Aim of the task: Wherever "Relaxed" appears in a line of the listing, report that line.

Data excerpts:
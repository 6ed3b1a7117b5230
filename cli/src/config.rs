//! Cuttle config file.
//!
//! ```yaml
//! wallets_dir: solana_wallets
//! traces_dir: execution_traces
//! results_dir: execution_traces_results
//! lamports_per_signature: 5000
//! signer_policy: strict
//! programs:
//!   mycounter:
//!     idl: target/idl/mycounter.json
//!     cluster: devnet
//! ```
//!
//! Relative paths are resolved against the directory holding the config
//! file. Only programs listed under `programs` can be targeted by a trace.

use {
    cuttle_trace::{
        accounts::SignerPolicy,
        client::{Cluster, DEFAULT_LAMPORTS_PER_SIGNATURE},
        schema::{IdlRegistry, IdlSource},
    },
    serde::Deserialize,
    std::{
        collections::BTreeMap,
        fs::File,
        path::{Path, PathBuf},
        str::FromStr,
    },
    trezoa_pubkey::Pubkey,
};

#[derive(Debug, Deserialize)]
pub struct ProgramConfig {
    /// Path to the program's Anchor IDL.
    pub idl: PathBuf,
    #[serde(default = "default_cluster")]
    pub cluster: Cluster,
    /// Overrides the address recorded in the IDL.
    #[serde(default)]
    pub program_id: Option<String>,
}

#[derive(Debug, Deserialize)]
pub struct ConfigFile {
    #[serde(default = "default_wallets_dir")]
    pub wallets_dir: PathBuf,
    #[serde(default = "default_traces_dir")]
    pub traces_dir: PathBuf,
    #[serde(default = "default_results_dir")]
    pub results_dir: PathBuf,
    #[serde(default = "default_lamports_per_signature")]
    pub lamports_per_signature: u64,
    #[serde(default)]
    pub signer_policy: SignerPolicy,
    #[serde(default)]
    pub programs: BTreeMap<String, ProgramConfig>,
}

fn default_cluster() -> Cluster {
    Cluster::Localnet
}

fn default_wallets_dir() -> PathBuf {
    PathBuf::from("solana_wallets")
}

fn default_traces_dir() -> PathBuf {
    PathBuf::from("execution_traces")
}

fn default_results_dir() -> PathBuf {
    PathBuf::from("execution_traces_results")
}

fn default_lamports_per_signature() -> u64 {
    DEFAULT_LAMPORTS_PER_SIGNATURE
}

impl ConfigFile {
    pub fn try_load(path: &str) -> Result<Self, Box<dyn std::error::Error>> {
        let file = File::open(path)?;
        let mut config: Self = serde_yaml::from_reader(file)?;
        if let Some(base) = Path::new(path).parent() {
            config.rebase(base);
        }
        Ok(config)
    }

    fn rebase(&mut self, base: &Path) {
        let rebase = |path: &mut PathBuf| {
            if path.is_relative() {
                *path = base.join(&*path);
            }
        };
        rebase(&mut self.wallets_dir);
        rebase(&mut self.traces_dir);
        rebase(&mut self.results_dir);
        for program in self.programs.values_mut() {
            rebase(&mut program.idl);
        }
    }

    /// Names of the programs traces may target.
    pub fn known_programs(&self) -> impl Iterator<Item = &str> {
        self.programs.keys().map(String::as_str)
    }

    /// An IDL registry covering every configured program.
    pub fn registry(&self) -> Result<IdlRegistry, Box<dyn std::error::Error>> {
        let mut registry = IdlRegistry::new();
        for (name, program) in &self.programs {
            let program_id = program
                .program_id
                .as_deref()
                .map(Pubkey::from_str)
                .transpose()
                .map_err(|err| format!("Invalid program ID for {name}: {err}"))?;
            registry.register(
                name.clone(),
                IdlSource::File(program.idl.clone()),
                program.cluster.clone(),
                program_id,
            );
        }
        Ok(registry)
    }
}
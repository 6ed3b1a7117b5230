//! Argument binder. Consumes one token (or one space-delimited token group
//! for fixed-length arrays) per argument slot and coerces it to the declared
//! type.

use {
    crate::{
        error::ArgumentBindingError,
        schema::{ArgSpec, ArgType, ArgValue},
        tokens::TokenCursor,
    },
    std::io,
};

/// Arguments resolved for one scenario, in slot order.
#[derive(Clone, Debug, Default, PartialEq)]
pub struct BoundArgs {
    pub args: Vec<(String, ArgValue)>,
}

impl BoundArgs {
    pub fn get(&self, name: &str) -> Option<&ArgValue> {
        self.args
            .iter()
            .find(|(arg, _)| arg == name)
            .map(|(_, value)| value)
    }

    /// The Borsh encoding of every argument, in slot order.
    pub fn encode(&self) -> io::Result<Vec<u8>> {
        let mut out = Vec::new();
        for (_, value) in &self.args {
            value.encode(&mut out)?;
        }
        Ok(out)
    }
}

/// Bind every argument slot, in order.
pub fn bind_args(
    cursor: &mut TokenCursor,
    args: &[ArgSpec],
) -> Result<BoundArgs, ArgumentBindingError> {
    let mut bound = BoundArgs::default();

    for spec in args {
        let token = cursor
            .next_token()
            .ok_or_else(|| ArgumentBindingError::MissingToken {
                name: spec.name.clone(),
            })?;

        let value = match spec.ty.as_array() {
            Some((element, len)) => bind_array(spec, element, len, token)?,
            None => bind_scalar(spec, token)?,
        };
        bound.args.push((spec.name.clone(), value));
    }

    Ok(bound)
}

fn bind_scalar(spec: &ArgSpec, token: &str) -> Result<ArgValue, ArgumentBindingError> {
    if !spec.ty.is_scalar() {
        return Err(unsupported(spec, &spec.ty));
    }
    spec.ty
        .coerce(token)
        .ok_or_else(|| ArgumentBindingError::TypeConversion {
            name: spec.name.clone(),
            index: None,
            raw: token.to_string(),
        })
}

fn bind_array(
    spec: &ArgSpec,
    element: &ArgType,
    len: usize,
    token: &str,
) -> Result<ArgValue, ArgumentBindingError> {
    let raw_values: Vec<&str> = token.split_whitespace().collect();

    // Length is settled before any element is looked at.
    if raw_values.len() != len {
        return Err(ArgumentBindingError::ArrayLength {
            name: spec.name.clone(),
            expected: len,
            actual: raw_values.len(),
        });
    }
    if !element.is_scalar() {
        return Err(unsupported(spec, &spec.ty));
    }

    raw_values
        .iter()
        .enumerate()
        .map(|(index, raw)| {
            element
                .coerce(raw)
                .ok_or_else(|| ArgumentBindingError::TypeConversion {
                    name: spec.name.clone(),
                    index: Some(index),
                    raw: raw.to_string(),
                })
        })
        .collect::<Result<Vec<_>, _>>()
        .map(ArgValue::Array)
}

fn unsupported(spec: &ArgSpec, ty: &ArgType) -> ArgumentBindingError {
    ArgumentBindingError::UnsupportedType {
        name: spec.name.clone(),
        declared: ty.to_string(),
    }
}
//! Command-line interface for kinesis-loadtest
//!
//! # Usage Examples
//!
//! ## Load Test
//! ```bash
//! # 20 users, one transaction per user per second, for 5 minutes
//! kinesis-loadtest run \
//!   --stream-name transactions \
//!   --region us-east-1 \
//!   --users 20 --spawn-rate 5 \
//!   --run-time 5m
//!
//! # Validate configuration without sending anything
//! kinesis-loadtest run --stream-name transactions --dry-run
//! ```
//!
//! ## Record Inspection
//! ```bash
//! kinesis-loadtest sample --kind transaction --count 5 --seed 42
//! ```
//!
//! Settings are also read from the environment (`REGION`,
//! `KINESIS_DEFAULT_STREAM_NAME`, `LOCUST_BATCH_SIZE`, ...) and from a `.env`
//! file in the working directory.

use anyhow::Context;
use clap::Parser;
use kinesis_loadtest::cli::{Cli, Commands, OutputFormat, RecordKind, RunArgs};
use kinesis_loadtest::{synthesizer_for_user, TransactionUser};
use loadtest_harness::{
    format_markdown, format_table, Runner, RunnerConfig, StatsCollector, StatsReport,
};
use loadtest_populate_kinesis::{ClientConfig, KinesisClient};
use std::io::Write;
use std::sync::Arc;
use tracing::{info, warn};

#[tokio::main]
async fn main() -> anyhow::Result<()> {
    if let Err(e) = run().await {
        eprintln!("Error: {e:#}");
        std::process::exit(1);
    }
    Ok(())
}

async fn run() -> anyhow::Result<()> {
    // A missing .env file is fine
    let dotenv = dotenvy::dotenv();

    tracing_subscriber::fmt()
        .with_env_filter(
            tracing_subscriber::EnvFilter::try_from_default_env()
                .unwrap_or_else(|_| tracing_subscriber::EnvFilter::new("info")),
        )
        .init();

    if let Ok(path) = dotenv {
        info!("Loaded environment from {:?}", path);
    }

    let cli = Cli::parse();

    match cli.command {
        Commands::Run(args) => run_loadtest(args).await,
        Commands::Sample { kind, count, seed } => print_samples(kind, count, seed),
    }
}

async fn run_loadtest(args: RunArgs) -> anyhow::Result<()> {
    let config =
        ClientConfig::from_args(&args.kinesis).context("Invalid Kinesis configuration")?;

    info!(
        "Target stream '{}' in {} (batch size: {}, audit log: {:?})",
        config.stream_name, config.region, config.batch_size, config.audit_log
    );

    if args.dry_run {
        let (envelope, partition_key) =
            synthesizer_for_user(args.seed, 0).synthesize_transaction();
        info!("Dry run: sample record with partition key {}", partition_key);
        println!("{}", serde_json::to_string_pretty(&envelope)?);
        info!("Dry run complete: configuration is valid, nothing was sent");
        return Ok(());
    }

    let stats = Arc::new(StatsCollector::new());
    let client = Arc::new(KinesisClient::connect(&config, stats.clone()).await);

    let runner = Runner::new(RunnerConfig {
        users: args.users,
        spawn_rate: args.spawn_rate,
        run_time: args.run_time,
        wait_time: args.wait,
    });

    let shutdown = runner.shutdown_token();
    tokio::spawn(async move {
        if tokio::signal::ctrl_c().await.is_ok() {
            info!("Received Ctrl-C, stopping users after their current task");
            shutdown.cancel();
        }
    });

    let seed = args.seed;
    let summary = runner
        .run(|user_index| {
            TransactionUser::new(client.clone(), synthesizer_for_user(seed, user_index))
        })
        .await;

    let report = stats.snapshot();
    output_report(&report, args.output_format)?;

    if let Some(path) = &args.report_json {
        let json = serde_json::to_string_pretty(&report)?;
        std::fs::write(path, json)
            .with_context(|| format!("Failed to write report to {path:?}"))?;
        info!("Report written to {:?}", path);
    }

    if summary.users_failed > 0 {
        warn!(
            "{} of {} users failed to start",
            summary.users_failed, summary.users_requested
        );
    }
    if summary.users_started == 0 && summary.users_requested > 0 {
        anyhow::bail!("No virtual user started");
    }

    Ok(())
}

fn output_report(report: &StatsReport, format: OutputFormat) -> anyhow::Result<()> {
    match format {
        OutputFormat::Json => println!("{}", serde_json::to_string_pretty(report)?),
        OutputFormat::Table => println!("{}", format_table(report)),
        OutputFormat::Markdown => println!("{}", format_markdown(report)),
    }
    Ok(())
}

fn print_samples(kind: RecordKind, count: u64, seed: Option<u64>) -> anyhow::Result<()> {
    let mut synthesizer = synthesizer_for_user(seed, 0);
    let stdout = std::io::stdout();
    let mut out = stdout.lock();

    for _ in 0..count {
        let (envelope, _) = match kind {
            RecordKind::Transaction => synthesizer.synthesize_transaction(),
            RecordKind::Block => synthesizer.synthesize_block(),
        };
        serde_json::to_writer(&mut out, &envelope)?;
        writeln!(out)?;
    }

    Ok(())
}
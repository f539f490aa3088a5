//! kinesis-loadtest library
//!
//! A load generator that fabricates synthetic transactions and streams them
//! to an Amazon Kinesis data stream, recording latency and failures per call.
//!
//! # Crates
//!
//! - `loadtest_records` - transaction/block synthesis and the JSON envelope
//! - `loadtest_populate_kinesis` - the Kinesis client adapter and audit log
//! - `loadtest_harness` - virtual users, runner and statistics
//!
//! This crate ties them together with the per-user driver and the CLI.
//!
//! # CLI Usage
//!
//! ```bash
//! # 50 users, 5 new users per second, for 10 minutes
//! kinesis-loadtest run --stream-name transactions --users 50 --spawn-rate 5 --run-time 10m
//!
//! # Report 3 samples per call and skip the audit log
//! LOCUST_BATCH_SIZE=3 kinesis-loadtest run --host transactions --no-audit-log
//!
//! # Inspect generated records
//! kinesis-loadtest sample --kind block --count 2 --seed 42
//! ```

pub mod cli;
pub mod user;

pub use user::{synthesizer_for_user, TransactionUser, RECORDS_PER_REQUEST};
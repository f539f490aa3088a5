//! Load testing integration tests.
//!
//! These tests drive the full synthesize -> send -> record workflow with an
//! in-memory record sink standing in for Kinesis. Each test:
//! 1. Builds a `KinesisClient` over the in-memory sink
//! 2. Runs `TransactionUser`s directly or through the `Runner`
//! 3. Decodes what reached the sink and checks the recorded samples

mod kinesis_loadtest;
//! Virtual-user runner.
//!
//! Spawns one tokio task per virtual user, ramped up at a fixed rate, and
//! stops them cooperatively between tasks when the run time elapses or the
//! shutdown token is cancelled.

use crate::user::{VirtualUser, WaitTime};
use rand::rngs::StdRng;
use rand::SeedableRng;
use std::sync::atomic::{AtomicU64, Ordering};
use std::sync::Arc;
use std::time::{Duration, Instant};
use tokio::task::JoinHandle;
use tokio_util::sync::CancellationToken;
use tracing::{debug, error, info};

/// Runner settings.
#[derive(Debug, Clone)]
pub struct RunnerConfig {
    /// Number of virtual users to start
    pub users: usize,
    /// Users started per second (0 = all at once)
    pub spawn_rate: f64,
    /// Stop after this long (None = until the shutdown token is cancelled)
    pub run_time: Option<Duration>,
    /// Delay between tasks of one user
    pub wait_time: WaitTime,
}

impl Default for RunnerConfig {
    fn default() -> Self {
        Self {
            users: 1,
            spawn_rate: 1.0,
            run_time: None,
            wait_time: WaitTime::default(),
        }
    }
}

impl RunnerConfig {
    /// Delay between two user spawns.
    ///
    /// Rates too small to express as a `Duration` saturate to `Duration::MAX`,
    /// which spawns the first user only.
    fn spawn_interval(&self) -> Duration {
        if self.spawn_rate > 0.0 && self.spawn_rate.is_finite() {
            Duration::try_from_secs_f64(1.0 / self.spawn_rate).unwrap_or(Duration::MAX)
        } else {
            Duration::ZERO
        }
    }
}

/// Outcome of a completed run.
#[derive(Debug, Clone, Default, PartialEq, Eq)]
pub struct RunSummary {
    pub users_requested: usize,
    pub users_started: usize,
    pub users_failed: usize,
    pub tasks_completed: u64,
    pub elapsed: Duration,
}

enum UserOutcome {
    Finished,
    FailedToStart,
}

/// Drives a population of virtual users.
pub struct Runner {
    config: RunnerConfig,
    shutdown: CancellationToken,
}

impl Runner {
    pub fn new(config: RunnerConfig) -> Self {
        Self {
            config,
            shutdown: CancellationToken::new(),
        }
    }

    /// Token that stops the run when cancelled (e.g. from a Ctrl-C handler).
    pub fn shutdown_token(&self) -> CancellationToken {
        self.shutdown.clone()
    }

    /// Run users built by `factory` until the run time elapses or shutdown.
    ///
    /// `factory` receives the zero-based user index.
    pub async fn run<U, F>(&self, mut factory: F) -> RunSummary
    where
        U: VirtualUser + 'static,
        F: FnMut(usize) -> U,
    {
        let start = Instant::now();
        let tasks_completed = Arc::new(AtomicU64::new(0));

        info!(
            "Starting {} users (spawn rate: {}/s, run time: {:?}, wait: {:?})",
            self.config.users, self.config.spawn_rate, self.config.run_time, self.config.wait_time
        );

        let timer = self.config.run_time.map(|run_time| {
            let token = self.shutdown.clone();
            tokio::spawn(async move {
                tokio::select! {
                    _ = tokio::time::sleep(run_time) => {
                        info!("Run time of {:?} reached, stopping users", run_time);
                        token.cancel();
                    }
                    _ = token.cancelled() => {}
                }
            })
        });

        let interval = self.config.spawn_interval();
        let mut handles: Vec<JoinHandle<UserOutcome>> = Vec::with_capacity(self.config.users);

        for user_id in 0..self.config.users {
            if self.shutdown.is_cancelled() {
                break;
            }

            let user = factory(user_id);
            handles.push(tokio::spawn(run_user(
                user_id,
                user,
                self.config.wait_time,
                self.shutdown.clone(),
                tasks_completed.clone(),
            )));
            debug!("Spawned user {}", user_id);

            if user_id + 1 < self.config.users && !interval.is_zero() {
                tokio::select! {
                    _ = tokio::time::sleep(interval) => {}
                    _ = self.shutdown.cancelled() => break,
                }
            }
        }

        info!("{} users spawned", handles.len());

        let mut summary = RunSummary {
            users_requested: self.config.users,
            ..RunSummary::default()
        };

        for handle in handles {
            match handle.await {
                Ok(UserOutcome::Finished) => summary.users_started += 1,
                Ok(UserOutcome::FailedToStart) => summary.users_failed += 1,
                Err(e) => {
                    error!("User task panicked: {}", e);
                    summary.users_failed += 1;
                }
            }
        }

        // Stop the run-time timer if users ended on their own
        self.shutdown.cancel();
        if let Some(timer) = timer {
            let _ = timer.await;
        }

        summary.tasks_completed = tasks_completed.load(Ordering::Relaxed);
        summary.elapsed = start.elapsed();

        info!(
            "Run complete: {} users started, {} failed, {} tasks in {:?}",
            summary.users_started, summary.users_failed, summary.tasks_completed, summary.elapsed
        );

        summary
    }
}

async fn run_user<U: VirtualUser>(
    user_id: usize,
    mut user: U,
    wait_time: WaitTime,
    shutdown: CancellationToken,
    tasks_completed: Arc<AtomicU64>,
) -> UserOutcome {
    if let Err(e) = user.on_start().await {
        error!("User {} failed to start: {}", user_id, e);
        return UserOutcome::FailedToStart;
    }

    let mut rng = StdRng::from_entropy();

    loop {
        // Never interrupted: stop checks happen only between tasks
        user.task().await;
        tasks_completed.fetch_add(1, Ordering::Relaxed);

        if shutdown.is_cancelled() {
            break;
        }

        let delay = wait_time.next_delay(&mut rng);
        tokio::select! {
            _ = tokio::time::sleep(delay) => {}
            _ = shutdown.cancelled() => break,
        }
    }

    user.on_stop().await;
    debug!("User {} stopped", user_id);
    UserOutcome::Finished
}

Response for this exercise:
        summary.tasks_completed = tasks_completed.load(Ordering::Relaxed);
        tasks_completed.fetch_add(1, Ordering::Relaxed);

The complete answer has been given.